- Work request -
Copy each entry below without any change.

- Available data -

━━━━━━━━━━

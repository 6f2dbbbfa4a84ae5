//! Integration tests for core snapshot types.

use tallybar_core::{ProviderKind, UsageCost, UsageSnapshot, UsageWindow};

#[test]
fn test_snapshot_serialization_roundtrip() {
    let mut snapshot = UsageSnapshot::new();
    snapshot.session = Some(UsageWindow::new(12.0));
    snapshot.weekly = Some(UsageWindow::with_limit(340.0, 1000.0).labeled("Monthly"));
    snapshot.source = "api".to_string();

    let json = serde_json::to_string(&snapshot).unwrap();
    let parsed: UsageSnapshot = serde_json::from_str(&json).unwrap();
    assert_eq!(parsed, snapshot);
}

#[test]
fn test_negative_usage_is_rejected() {
    let mut snapshot = UsageSnapshot::new();
    snapshot.weekly = Some(UsageWindow::new(-1.0));
    assert!(snapshot.validate().is_err());
}

#[test]
fn test_cost_only_snapshot_has_data() {
    let mut snapshot = UsageSnapshot::new();
    snapshot.cost = Some(UsageCost::usd(0.0, Some(25.0)));
    assert!(snapshot.has_data());
    assert_eq!(snapshot.max_usage_percent(), None);
}

#[test]
fn test_provider_kind_all_unique_cli_names() {
    let mut names: Vec<_> = ProviderKind::all().iter().map(ProviderKind::cli_name).collect();
    names.sort_unstable();
    names.dedup();
    assert_eq!(names.len(), ProviderKind::all().len());
}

━━━━━━━━━━

- Solution below -
repository 6f2dbbbfa4a84ae5
//! Integration tests for core snapshot types.

use tallybar_core::{ProviderKind, UsageCost, UsageSnapshot, UsageWindow};

#[test]
fn test_snapshot_serialization_roundtrip() {
    let mut snapshot = UsageSnapshot::new();
    snapshot.session = Some(UsageWindow::new(12.0));
    snapshot.weekly = Some(UsageWindow::with_limit(340.0, 1000.0).labeled("Monthly"));
    snapshot.source = "api".to_string();

    let json = serde_json::to_string(&snapshot).unwrap();
    let parsed: UsageSnapshot = serde_json::from_str(&json).unwrap();
    assert_eq!(parsed, snapshot);
}

#[test]
fn test_negative_usage_is_rejected() {
    let mut snapshot = UsageSnapshot::new();
    snapshot.weekly = Some(UsageWindow::new(-1.0));
    assert!(snapshot.validate().is_err());
}

#[test]
fn test_cost_only_snapshot_has_data() {
    let mut snapshot = UsageSnapshot::new();
    snapshot.cost = Some(UsageCost::usd(0.0, Some(25.0)));
    assert!(snapshot.has_data());
    assert_eq!(snapshot.max_usage_percent(), None);
}

#[test]
fn test_provider_kind_all_unique_cli_names() {
    let mut names: Vec<_> = ProviderKind::all().iter().map(ProviderKind::cli_name).collect();
    names.sort_unstable();
    names.dedup();
    assert_eq!(names.len(), ProviderKind::all().len());
}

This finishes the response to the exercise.